Group Policy versioning
Well, I'm sitting here in the TechEd Technical Learning Center waiting patiently for someone to come by and ask me a question--so I thought I'd blog on an interesting discovery I made recently regarding Group Policy versioning. I had always thought, wrongly it turns out, that I knew how the GP engine figures out if a GPO has changed, and thus whether or not it needs to process a GPO. What I had thought was that, if the version number of a given GPO that was stored in the registry under the GP History keys (HKLM\Software\Microsoft\CurrentVersion\Group Policy\History) was less than the version number of the GPO as reflected in AD & SYSVOL, that that would constitute a changed GPO and thus GP would process that GPO. What I learned however, are two important nuances to that.
First, I learned that the GP version held in the registry doesn't have to be less than the version held in the GPC or GPT, it only has to be different. That is significant because it means that you could artificially tweak the version values in either the registry or the GPC and GPT up or downand this would still trigger a GP refresh (Note that the behavior I'm talking about here is only relevant for XP and greater). The GP engine just assumes that if there are any version differences between registry and server-side, it will just process GP anyway. This is also true if it finds version differences between the version number held in the GPC and that found in the GPT. If either is different than the version held in the registry, then GP is considered "changed" and is processed.

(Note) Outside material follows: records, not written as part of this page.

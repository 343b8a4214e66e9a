use std::sync::{Arc, Barrier};
use std::thread;
use storyline_core::prelude::*;
use storyline_core::TestOutcome;
use storyline_graph::{GraphCache, ModuleDecl};
use storyline_test_utils::{configurations, CountingModule, RecordingNotifier};

struct SharedKeyTag;
struct ConcurrentTag;
struct OtherTag;

fn pass(_: &mut (), _: &Narrator) -> Result<(), TestError> {
    Ok(())
}

fn counting(name: &str, modules: Vec<ModuleDecl>) -> TestClass<()> {
    TestClass::with_default(name)
        .with_modules(modules)
        .method(MethodDecl::test("a"), pass)
}

#[test]
fn test_same_module_set_configures_modules_once() {
    let cache = GraphCache::new();
    let first = counting(
        "First",
        vec![
            ModuleDecl::of::<CountingModule<SharedKeyTag>>(),
            ModuleDecl::of::<CountingModule<OtherTag>>(),
        ],
    );
    // Same set, declared in another order and with a duplicate.
    let second = counting(
        "Second",
        vec![
            ModuleDecl::of::<CountingModule<OtherTag>>(),
            ModuleDecl::of::<CountingModule<SharedKeyTag>>(),
            ModuleDecl::of::<CountingModule<OtherTag>>(),
        ],
    );

    let first = ClassRunner::new(RunnerKind::Plain, first, &cache).unwrap();
    let second = ClassRunner::new(RunnerKind::Plain, second, &cache).unwrap();

    assert!(Arc::ptr_eq(first.graph(), second.graph()));
    assert_eq!(configurations::<SharedKeyTag>(), 1);
    assert_eq!(configurations::<OtherTag>(), 1);

    let stats = cache.stats();
    assert_eq!(stats.graphs_built, 1);
    assert_eq!(stats.graph_hits, 1);
    assert_eq!(stats.hook_sets_built, 1);
    assert_eq!(cache.len(), 1);
}

#[test]
fn test_concurrent_class_runs_share_one_graph() {
    const RUNS: usize = 8;
    let cache = Arc::new(GraphCache::new());
    let barrier = Arc::new(Barrier::new(RUNS));

    let handles: Vec<_> = (0..RUNS)
        .map(|i| {
            let cache = Arc::clone(&cache);
            let barrier = Arc::clone(&barrier);
            thread::spawn(move || {
                let class = counting(
                    &format!("Concurrent{i}"),
                    vec![ModuleDecl::of::<CountingModule<ConcurrentTag>>()],
                );
                barrier.wait();
                let mut runner = ClassRunner::new(RunnerKind::Plain, class, &cache).unwrap();
                let outcomes = runner.run(&mut RecordingNotifier::new());
                (Arc::clone(runner.graph()), outcomes)
            })
        })
        .collect();

    let results: Vec<_> = handles.into_iter().map(|h| h.join().unwrap()).collect();
    for (graph, outcomes) in &results {
        assert!(Arc::ptr_eq(graph, &results[0].0));
        assert_eq!(outcomes, &vec![TestOutcome::Passed]);
    }
    assert_eq!(configurations::<ConcurrentTag>(), 1);
    assert_eq!(cache.stats().graphs_built, 1);
}

#[derive(Debug, Default)]
struct Audit;

impl TestHook for Audit {}

/// Binds the hook without registering it
#[derive(Default)]
struct AuditBindings;

impl Module for AuditBindings {
    fn configure(&self, binder: &mut Binder) -> Result<(), ConfigError> {
        binder.bind_default::<Audit>(Scope::Shared);
        Ok(())
    }
}

/// Registers the hook bound elsewhere
#[derive(Default)]
struct AuditRegistration;

impl Module for AuditRegistration {
    fn configure(&self, binder: &mut Binder) -> Result<(), ConfigError> {
        binder.register_hook::<Audit>();
        Ok(())
    }
}

#[test]
fn test_hook_registered_by_one_module_bound_by_another() {
    let cache = GraphCache::new();
    let class = TestClass::<()>::with_default("Audited")
        .with_module::<AuditRegistration>()
        .with_module::<AuditBindings>()
        .method(MethodDecl::test("a"), pass);

    let runner = ClassRunner::new(RunnerKind::Plain, class, &cache).unwrap();
    assert_eq!(runner.hooks().len(), 1);
    assert_eq!(
        cache.hooks_for(runner.graph()).registration().type_names(),
        vec![std::any::type_name::<Audit>()]
    );
}

#[test]
fn test_registered_but_unbound_hook_fails_class_creation() {
    let class = TestClass::<()>::with_default("Unbound")
        .with_module::<AuditRegistration>()
        .method(MethodDecl::test("a"), pass);

    let err = ClassRunner::new(RunnerKind::Plain, class, &GraphCache::new()).unwrap_err();
    assert!(matches!(
        err,
        storyline_core::InitializationError::Config(ConfigError::Resolve(_))
    ));
}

The second interesting thing I learned, with some good assistance from my friend Derek Melber, is that the version information held in the registry is not as straightforward as I once imagined. I had always thought at the version number held in the GP History and State keys (State is held HKLM\Software\Microsoft\Windows\CurrentVersion\Group Policy\State) was simply the version number of the GPO, as found in the GPC's versionNumber attribute or in the gpt.ini file in the GPT. However, this is not true. The version number that you find in, say, the History key for machine-specific Administrative Template policy (e.g. HKEY_LOCAL_MACHINE\SOFTWARE\Microsoft\Windows\CurrentVersion\Group Policy\History\{35378EAC-683F-11D2-A89A-00C04FBBCFA2}\2) is really a much more interesting number than just the version of the GPO as found in the GPC or GPT. In fact, it stores not only the number of changes that have been made to either the computer or user side of the GPO but also whether or not the GPC and GPT are in sync with respect to their version numbers. For example, let's say that the version value for a GPO in the registry holds a hex value of 0x00220022. What does this mean? Well, it depends upon whether the registry value is under a machine or SID-based key, but let's assume the value is found in one of the machine-based keys. (e.g. HKEY_LOCAL_MACHINE\SOFTWARE\Microsoft\Windows\CurrentVersion\Group Policy\State\Machine\GPO-List\1). What that number means is that the computer side of that GPO has had 22 changes. The listing of the number twice indicates whether or not the GPC and GPT are in sync, because each of their version numbers is queried when GP is processed. So the first 22 in that registry-based version number indicates the number of changes reflected in the version value in the gpt.ini file of that GPO in SYSVOL. The 2nd 22 indicates the number of changes reflected in the versionNumber attribute on the AD-based GPC object for that GPO. So when the GP engine processes policy, it derives the version number from the number of changes that have been made on a GPO, as stored in the registry, and uses that information to determine whether the GPO has changed or not. Simple! Well, not that simple since I didn't notice it until now. But it is nice that the version number in the registry also tells you whether or not the GPC and GPT was in sync during the last processing cycle.